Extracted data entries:
----------------------------------------

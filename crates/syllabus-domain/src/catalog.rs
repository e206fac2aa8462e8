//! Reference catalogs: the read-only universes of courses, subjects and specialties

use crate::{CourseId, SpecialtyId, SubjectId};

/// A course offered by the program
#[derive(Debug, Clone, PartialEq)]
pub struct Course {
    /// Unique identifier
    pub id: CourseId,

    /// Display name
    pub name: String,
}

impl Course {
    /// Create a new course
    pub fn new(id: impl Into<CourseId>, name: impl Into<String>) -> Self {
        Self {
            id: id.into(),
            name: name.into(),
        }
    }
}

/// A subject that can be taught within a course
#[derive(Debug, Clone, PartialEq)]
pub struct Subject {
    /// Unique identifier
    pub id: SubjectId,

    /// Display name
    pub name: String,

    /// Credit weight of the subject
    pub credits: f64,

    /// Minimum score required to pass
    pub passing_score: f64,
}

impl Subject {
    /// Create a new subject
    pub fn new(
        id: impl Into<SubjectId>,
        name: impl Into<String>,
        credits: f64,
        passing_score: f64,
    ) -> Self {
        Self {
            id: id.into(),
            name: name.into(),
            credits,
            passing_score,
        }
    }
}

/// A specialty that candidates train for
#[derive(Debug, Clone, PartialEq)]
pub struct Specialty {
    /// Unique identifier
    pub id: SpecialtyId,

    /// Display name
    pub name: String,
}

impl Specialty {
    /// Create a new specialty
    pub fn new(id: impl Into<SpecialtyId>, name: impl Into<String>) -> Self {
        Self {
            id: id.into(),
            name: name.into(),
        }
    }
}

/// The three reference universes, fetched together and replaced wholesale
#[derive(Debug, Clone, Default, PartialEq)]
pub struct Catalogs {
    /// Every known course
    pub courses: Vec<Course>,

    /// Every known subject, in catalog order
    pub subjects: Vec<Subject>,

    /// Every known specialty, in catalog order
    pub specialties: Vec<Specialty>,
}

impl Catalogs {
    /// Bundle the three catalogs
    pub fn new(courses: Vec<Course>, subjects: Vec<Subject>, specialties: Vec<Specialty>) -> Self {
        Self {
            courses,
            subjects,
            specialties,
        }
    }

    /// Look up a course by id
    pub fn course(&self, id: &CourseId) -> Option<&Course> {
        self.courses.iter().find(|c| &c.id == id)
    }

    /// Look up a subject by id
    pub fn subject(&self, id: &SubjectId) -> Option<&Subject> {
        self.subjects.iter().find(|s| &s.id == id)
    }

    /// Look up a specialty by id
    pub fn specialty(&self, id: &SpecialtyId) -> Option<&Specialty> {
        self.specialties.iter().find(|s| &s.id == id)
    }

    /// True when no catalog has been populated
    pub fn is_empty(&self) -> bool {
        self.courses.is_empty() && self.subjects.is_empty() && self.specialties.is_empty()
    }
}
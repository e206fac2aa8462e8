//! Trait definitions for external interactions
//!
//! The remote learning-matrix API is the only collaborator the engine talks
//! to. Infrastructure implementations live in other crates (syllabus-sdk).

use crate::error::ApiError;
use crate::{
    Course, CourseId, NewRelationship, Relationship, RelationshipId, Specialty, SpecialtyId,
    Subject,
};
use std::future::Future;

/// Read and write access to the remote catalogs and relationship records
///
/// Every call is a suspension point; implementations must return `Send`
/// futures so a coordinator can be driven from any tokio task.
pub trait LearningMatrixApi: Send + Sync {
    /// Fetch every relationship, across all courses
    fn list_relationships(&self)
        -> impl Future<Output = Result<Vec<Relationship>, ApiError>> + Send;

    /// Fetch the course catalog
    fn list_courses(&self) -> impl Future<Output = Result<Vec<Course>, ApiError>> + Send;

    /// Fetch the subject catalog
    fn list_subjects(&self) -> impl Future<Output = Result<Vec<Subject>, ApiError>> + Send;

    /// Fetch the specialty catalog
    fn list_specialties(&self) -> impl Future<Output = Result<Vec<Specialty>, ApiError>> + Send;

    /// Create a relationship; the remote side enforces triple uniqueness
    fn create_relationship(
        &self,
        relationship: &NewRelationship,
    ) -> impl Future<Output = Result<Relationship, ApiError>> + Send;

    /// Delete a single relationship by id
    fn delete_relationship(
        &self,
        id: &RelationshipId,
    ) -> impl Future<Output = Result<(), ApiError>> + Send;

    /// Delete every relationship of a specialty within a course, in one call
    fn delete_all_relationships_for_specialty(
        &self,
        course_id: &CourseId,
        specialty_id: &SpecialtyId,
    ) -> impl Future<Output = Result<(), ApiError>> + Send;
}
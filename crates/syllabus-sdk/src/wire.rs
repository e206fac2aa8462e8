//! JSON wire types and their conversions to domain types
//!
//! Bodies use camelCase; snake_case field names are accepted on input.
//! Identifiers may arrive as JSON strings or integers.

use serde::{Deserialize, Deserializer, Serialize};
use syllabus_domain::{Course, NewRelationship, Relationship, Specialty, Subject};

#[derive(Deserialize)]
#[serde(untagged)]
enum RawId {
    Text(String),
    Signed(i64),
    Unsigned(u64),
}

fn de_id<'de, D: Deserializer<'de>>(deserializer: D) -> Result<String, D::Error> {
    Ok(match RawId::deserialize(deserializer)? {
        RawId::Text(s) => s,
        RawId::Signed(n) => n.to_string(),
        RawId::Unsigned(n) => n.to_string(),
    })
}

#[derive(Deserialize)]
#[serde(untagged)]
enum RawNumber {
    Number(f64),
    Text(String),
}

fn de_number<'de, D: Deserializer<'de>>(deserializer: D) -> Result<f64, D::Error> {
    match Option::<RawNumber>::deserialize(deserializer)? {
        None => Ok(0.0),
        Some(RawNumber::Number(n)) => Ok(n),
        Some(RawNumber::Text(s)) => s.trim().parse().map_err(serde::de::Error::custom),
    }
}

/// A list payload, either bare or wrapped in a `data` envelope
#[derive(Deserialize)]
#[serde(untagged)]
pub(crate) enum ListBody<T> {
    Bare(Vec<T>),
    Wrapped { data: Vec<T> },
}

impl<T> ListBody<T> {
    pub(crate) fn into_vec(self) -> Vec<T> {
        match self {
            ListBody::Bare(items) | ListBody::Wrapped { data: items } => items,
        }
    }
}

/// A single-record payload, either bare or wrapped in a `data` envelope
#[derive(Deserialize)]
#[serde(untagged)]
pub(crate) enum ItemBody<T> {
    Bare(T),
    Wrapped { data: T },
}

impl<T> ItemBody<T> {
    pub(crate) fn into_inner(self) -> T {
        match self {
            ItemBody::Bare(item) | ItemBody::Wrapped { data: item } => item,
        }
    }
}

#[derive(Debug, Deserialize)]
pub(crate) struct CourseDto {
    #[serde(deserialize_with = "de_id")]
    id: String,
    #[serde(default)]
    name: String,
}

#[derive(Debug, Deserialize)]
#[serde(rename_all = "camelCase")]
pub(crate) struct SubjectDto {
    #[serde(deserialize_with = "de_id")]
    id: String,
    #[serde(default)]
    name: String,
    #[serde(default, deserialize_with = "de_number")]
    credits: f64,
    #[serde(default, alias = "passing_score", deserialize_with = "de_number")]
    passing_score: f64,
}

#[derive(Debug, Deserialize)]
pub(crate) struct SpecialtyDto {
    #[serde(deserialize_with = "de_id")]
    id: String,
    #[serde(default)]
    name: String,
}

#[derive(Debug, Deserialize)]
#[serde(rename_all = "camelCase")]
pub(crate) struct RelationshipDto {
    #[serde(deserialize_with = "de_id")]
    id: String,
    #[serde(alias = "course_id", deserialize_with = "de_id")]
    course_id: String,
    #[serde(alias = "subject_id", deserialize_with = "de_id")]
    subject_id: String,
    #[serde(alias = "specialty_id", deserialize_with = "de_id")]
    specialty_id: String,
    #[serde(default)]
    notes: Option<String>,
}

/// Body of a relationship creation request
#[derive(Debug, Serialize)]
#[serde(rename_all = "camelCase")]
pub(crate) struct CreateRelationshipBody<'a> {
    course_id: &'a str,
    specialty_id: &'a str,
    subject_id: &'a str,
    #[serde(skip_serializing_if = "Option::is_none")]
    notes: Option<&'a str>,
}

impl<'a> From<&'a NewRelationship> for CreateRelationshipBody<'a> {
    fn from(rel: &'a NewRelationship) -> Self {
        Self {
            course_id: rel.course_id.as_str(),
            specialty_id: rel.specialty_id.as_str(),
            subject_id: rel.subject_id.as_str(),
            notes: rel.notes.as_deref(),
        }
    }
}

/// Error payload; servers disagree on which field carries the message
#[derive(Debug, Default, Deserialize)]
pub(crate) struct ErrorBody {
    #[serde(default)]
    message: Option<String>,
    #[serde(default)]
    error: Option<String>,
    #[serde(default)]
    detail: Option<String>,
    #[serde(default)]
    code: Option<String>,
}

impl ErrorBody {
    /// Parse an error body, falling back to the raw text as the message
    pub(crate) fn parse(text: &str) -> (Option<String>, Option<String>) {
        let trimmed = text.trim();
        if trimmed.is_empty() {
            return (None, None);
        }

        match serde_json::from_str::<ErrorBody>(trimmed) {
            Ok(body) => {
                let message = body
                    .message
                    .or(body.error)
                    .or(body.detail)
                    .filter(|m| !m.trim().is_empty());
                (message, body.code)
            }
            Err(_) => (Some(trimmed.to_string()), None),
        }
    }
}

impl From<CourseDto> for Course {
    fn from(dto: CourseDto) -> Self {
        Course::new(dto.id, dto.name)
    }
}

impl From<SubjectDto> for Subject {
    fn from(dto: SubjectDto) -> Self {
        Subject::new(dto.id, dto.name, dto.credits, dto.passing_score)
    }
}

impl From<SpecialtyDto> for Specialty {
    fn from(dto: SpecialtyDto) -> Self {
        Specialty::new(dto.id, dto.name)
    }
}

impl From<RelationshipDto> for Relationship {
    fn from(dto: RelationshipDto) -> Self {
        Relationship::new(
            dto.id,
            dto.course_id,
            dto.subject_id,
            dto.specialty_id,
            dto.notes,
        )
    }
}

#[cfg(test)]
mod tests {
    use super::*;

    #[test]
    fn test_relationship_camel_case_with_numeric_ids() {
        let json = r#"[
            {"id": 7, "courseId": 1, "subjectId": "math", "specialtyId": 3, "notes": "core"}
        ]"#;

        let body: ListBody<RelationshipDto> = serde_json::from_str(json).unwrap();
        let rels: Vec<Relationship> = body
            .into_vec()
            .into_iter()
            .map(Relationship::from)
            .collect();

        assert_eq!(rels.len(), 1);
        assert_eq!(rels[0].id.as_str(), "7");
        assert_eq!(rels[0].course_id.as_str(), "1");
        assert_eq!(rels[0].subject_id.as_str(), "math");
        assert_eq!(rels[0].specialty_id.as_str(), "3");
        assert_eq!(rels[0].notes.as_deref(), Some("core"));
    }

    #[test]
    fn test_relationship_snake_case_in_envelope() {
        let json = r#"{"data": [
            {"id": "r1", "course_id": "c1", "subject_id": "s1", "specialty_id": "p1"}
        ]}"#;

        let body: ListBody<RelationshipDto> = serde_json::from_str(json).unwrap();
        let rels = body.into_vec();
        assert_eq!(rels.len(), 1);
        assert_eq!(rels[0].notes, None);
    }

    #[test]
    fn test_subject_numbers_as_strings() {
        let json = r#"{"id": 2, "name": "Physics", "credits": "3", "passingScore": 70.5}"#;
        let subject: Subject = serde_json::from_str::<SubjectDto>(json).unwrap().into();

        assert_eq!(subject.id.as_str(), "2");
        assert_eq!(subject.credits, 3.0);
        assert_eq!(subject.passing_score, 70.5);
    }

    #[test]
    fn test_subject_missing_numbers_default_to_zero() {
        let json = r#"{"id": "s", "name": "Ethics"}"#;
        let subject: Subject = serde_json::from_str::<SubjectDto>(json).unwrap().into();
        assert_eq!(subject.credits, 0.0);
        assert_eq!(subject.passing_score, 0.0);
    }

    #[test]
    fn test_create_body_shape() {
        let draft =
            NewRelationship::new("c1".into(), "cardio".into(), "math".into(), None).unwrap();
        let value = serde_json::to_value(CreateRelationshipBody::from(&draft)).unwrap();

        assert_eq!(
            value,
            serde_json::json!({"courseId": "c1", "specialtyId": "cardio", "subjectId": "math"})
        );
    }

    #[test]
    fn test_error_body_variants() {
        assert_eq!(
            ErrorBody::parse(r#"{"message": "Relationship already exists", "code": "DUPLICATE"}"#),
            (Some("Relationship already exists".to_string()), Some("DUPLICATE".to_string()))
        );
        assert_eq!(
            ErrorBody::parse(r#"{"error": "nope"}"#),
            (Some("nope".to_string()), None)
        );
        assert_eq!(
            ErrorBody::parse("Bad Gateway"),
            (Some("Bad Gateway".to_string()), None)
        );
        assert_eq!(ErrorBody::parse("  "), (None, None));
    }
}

----------------------------------------

# Problem details
From the opening line of the data above through the line that contains "course by id", please print each line as it stands and only those lines.

# Output of the task
filename crates/syllabus-domain/src/catalog.rs
repository e206fac2aa8462e8
//! Reference catalogs: the read-only universes of courses, subjects and specialties

use crate::{CourseId, SpecialtyId, SubjectId};

/// A course offered by the program
#[derive(Debug, Clone, PartialEq)]
pub struct Course {
    /// Unique identifier
    pub id: CourseId,

    /// Display name
    pub name: String,
}

impl Course {
    /// Create a new course
    pub fn new(id: impl Into<CourseId>, name: impl Into<String>) -> Self {
        Self {
            id: id.into(),
            name: name.into(),
        }
    }
}

/// A subject that can be taught within a course
#[derive(Debug, Clone, PartialEq)]
pub struct Subject {
    /// Unique identifier
    pub id: SubjectId,

    /// Display name
    pub name: String,

    /// Credit weight of the subject
    pub credits: f64,

    /// Minimum score required to pass
    pub passing_score: f64,
}

impl Subject {
    /// Create a new subject
    pub fn new(
        id: impl Into<SubjectId>,
        name: impl Into<String>,
        credits: f64,
        passing_score: f64,
    ) -> Self {
        Self {
            id: id.into(),
            name: name.into(),
            credits,
            passing_score,
        }
    }
}

/// A specialty that candidates train for
#[derive(Debug, Clone, PartialEq)]
pub struct Specialty {
    /// Unique identifier
    pub id: SpecialtyId,

    /// Display name
    pub name: String,
}

impl Specialty {
    /// Create a new specialty
    pub fn new(id: impl Into<SpecialtyId>, name: impl Into<String>) -> Self {
        Self {
            id: id.into(),
            name: name.into(),
        }
    }
}

/// The three reference universes, fetched together and replaced wholesale
#[derive(Debug, Clone, Default, PartialEq)]
pub struct Catalogs {
    /// Every known course
    pub courses: Vec<Course>,

    /// Every known subject, in catalog order
    pub subjects: Vec<Subject>,

    /// Every known specialty, in catalog order
    pub specialties: Vec<Specialty>,
}

impl Catalogs {
    /// Bundle the three catalogs
    pub fn new(courses: Vec<Course>, subjects: Vec<Subject>, specialties: Vec<Specialty>) -> Self {
        Self {
            courses,
            subjects,
            specialties,
        }
    }

    /// Look up a course by id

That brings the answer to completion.